Her life support was turned off days later and a post-mortem found she had died of a bleed on the brain— Lizzie Dearden (@lizziedearden) July 19, 2020
Ms Cooper’s husband, Nigel Cross, was held in custody for more than seven hours before being allowed to visit her in hospital
The incident is under investigation
Cooper's body was sent for an inquest to the coroner's office to determine what exactly transpired that day and under what circumstances she died. The matter was first referred to the Independent Office for Police Conduct by the Hampshire Constabulary but the watchdog passed it to the police force’s professional standards department to look into the incident. “All Nigel wants is the truth of what happened with his wife. He is devastated, he doesn’t know what to do. They were absolutely devoted to each other, they had been together for 25 years,” a relative of the family said.
Penelope Gibbs, Director of The Transform Justice group that tracks such cases said the police have been instructed to take people into cells “only as a last resort”, especially at a time when the coronavirus pandemic is at large.

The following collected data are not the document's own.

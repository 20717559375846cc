//! The post-signal/idle reader (§4.3): replays queue entries from a
//! listener's cursor up to the last observed head, filtering by database,
//! transaction visibility, and local subscription, and always publishing
//! the cursor's new position before returning — whether delivery succeeded
//! or failed.
//!
//! The publish-on-exit guarantee here covers every value this function can
//! return (`Ok` and `Err`), matching §4.3 step 5/"crucial ordering": cur is
//! always advanced over an entry before any action that can fail, so a
//! delivery error never causes that entry to be replayed. It does not cover
//! the future being dropped mid-poll (e.g. an external `select!` losing the
//! race) — `tokio::sync::RwLock` has no synchronous write path a `Drop` impl
//! could call, so that case is left to the caller to avoid by not racing a
//! cursor's own drain against itself.

use crate::control::Core;
use crate::cursor::SlotId;
use crate::entry::QueueEntry;
use crate::oracle::{TransactionOracle, Xid};
use crate::pagedlog::PagedLog;
use crate::position::QueuePosition;
use crate::registry::LocalSubscription;
use crate::sink::{DeliveredNotification, NotificationSink};

/// Drive one pass of `drain_notifications` for `slot`. Returns the number
/// of notifications actually handed to `sink`. Only called outside any
/// transaction, at an idle point (§4.3 preamble).
pub async fn drain_notifications<L: PagedLog, O: TransactionOracle>(
    core: &Core<L, O>,
    slot: SlotId,
    dboid: u32,
    local: &LocalSubscription,
    sink: &mut dyn NotificationSink,
) -> anyhow::Result<usize> {
    let (mut cur, head) = {
        let mut guard = core.control.write().await;
        guard.cursors[slot as usize].wakeup_pending = false;
        guard.cursors[slot as usize].advancing_pos = true;
        (guard.cursors[slot as usize].pos, guard.head)
    };

    if cur == head {
        core.control.write().await.cursors[slot as usize].advancing_pos = false;
        return Ok(0);
    }

    // Safe to release the queue lock from here on: this slot is already
    // linked into the listener list, so no truncation can pass `cur`.
    let snapshot = core.oracle.current_snapshot();
    let page_size = core.config.page_size as u32;
    let mut delivered = 0usize;
    let mut failure: Option<anyhow::Error> = None;

    'outer: while cur < head {
        let page_no = cur.page;
        let slice_start = cur.offset;
        let end_offset = if page_no == head.page { head.offset } else { page_size };

        let bytes = {
            let page = core.paged_log.read_pin(page_no).await;
            page.buffer()[slice_start as usize..end_offset as usize].to_vec()
        };

        while cur.page == page_no && cur.offset < end_offset {
            let rel = (cur.offset - slice_start) as usize;
            let decoded = match QueueEntry::decode(&bytes[rel..]) {
                Ok(d) => d,
                Err(e) => {
                    failure = Some(e.into());
                    break 'outer;
                }
            };

            let next_offset = cur.offset + decoded.encoded_len;
            let next_cur = if next_offset == page_size {
                QueuePosition::new(page_no + 1, 0)
            } else {
                QueuePosition::new(page_no, next_offset)
            };

            if decoded.is_padding() || decoded.dboid != dboid {
                cur = next_cur;
                continue;
            }

            let xid = Xid(decoded.xid);
            if core.oracle.xid_in_progress(xid, &snapshot) {
                // Leave `cur` at the start of this entry: it is not yet
                // decided and must be re-examined on the next drain.
                break 'outer;
            }

            // Advance cur before the one action that can fail, so a
            // delivery error never replays this entry.
            cur = next_cur;

            if core.oracle.xid_committed(xid) && local.is_listening(&decoded.channel) {
                let notification = DeliveredNotification {
                    pid: decoded.pid,
                    channel: decoded.channel,
                    payload: decoded.payload,
                };
                match sink.deliver(notification).await {
                    Ok(()) => {
                        delivered += 1;
                        crate::metrics::ENTRIES_DELIVERED.inc();
                    }
                    Err(e) => {
                        failure = Some(e);
                        break 'outer;
                    }
                }
            }
            // Aborted, or committed-but-not-subscribed: already skipped by
            // advancing cur above.
        }
    }

    {
        let mut guard = core.control.write().await;
        guard.cursors[slot as usize].pos = cur;
        guard.cursors[slot as usize].advancing_pos = false;
    }

    match failure {
        Some(e) => Err(e),
        None => Ok(delivered),
    }
}
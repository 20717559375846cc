//! Error kinds surfaced across the module boundary (see §7 error handling).
//!
//! Internal invariant violations (lock-ordering bugs, a slot with no
//! registry entry) are `debug_assert!`s, not recoverable errors — they are
//! bugs in this crate, not conditions a caller can act on.

use thiserror::Error;

#[derive(Debug, Error)]
pub enum NotifyError {
    /// Channel name empty/too long, or payload too long.
    #[error("invalid parameter: {0}")]
    InvalidParameter(String),

    /// Pre-commit writer could not fit the transaction's notifications
    /// within `max_queue_pages`. The caller's transaction must roll back.
    #[error("notification queue is full")]
    QueueFull,

    /// The paged-log collaborator failed (out of memory, corrupt page,
    /// etc). Handled identically to `QueueFull` at pre-commit.
    #[error("paged log error")]
    PagedLogError(#[from] anyhow::Error),

    /// `at_prepare` was called with pending LISTEN/UNLISTEN/NOTIFY actions.
    #[error("cannot PREPARE a transaction that has executed LISTEN, UNLISTEN, or NOTIFY")]
    PrepareNotSupported,

    /// `notify` was called from a backend role that may not publish.
    #[error("cannot execute NOTIFY in a parallel worker")]
    ParallelWorkerNotAllowed,
}
//! The channel registry (§4.4): a dynamic shared hash table keyed by
//! `(dboid, channel)`, value = the set of listener slots. Backed by
//! [`dashmap::DashMap`], which is exactly the "dynamic shared hash map"
//! collaborator spec.md §6 asks for: sharded locking gives per-entry
//! exclusive access on mutation and shared access on lookup for free.

use dashmap::DashMap;

use crate::cursor::SlotId;

type ChannelKey = (u32, String);

/// `ChannelRegistryEntry` (§3): lazily created on first LISTEN anywhere,
/// never destroyed for the process lifetime, empty entries removed
/// eagerly so stale channel names don't accumulate.
pub struct ChannelRegistry {
    entries: DashMap<ChannelKey, Vec<SlotId>>,
}

impl ChannelRegistry {
    pub fn new() -> Self {
        ChannelRegistry {
            entries: DashMap::new(),
        }
    }

    /// `listen_commit` (§4.4): ensure `slot` is subscribed to `(dboid,
    /// channel)`. Idempotent — a second call is a no-op.
    pub fn subscribe(&self, dboid: u32, channel: &str, slot: SlotId) {
        let mut entry = self
            .entries
            .entry((dboid, channel.to_owned()))
            .or_insert_with(Vec::new);
        if !entry.contains(&slot) {
            entry.push(slot);
        }
    }

    /// `unlisten_commit` (§4.4): remove `slot` from `(dboid, channel)`,
    /// deleting the entry if it becomes empty. Silently a no-op if the
    /// slot was never subscribed — the source behaves this way too.
    pub fn unsubscribe(&self, dboid: u32, channel: &str, slot: SlotId) {
        let key = (dboid, channel.to_owned());
        let mut remove = false;
        if let Some(mut entry) = self.entries.get_mut(&key) {
            entry.retain(|&s| s != slot);
            remove = entry.is_empty();
        }
        if remove {
            self.entries.remove(&key);
        }
    }

    /// `unlisten_all_commit` (§4.4): remove `slot` from every channel for
    /// `dboid`, deleting entries that become empty.
    pub fn unsubscribe_all(&self, dboid: u32, slot: SlotId) {
        self.entries.retain(|key, slots| {
            if key.0 == dboid {
                slots.retain(|&s| s != slot);
                !slots.is_empty()
            } else {
                true
            }
        });
    }

    /// Listener slots currently subscribed to `(dboid, channel)`.
    pub fn listeners(&self, dboid: u32, channel: &str) -> Vec<SlotId> {
        self.entries
            .get(&(dboid, channel.to_owned()))
            .map(|entry| entry.clone())
            .unwrap_or_default()
    }
}

impl Default for ChannelRegistry {
    fn default() -> Self {
        Self::new()
    }
}

/// `LocalSubscription` (§3): the process-local mirror of the subset of the
/// shared registry this backend owns, used to filter inbound
/// notifications without touching shared state.
#[derive(Debug, Default, Clone)]
pub struct LocalSubscription {
    channels: std::collections::HashSet<String>,
}

impl LocalSubscription {
    pub fn is_listening(&self, channel: &str) -> bool {
        self.channels.contains(channel)
    }

    pub fn insert(&mut self, channel: String) -> bool {
        self.channels.insert(channel)
    }

    pub fn remove(&mut self, channel: &str) -> bool {
        self.channels.remove(channel)
    }

    pub fn clear(&mut self) {
        self.channels.clear();
    }

    pub fn is_empty(&self) -> bool {
        self.channels.is_empty()
    }

    pub fn iter(&self) -> impl Iterator<Item = &str> {
        self.channels.iter().map(|s| s.as_str())
    }
}

#[cfg(test)]
mod tests {
    use super::*;

    #[test]
    fn subscribe_is_idempotent() {
        let reg = ChannelRegistry::new();
        reg.subscribe(1, "a", 0);
        reg.subscribe(1, "a", 0);
        assert_eq!(reg.listeners(1, "a"), vec![0]);
    }

    #[test]
    fn unsubscribe_removes_empty_entry() {
        let reg = ChannelRegistry::new();
        reg.subscribe(1, "a", 0);
        reg.unsubscribe(1, "a", 0);
        assert!(reg.listeners(1, "a").is_empty());
        assert!(reg.entries.is_empty());
    }

    #[test]
    fn unsubscribe_all_only_touches_its_database() {
        let reg = ChannelRegistry::new();
        reg.subscribe(1, "a", 0);
        reg.subscribe(2, "a", 0);
        reg.unsubscribe_all(1, 0);
        assert!(reg.listeners(1, "a").is_empty());
        assert_eq!(reg.listeners(2, "a"), vec![0]);
    }

    #[test]
    fn unknown_channel_unsubscribe_is_a_silent_no_op() {
        let reg = ChannelRegistry::new();
        reg.unsubscribe(1, "never-listened", 0);
    }
}
//! Process-wide notify-queue metrics.

use once_cell::sync::Lazy;
use prometheus::{register_gauge, register_int_counter, Gauge, IntCounter};

pub static ENTRIES_WRITTEN: Lazy<IntCounter> = Lazy::new(|| {
    register_int_counter!(
        "notify_entries_written_total",
        "Notification queue entries written by pre-commit writers"
    )
    .expect("failed to register notify_entries_written_total")
});

pub static ENTRIES_DELIVERED: Lazy<IntCounter> = Lazy::new(|| {
    register_int_counter!(
        "notify_entries_delivered_total",
        "Notifications delivered to a listener's frontend"
    )
    .expect("failed to register notify_entries_delivered_total")
});

pub static SIGNALS_SENT: Lazy<IntCounter> = Lazy::new(|| {
    register_int_counter!(
        "notify_signals_sent_total",
        "Wakeups sent to listener backends"
    )
    .expect("failed to register notify_signals_sent_total")
});

pub static DIRECT_ADVANCES: Lazy<IntCounter> = Lazy::new(|| {
    register_int_counter!(
        "notify_direct_advances_total",
        "Listener cursors advanced in place instead of being woken"
    )
    .expect("failed to register notify_direct_advances_total")
});

pub static QUEUE_FULL_WARNINGS: Lazy<IntCounter> = Lazy::new(|| {
    register_int_counter!(
        "notify_queue_full_warnings_total",
        "Times the queue crossed 50% fill and a warning was logged"
    )
    .expect("failed to register notify_queue_full_warnings_total")
});

pub static QUEUE_USAGE: Lazy<Gauge> = Lazy::new(|| {
    register_gauge!(
        "notify_queue_usage_ratio",
        "(head.page - tail.page) / max_queue_pages, sampled after an opportunistic tail advance"
    )
    .expect("failed to register notify_queue_usage_ratio")
});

Interesting it was referred to IOPC but they’ve handed it back to the force to investigate locally.....— Pete @ Perryton Engineering Ltd (@PTEng_2013) July 20, 2020
“Tracie and Nigel were willing to be interviewed voluntarily by the police about the crimes they were accused of. So there was no need to arrest and try to detain them. Even less need to take Nigel into custody and keep him there while Tracie was at death’s door,” she said.
A study by Gibbs's organization in which she is one of the authors highlighted, "Most of those arrested by the police are brought into custody to be detained while they investigate the crime. The police aim to keep suspects until they can charge them but, if that’s not possible, they must release them on pre-charge bail or under investigation. If they gather the right evidence and the crown prosecution agrees to charge, the police can choose whether to release the suspect or keep them in the cells (on remand)."
More detail on what happened here https://t.co/8CQwgHz8U1— Transform Justice (@TransformJust1) July 20, 2020
It added, "One in ten of those appearing in magistrates’ courts were detained post charge by the police. And, of those, only a small minority are remanded in custody by the courts. And sitting miserably in the cells are the forgotten few – the immigration detainees, those on a warrant, and those detained for a breach of the peace. They too spend many hours in police custody and, in most of these cases, custody officers have no flexibility to release them early."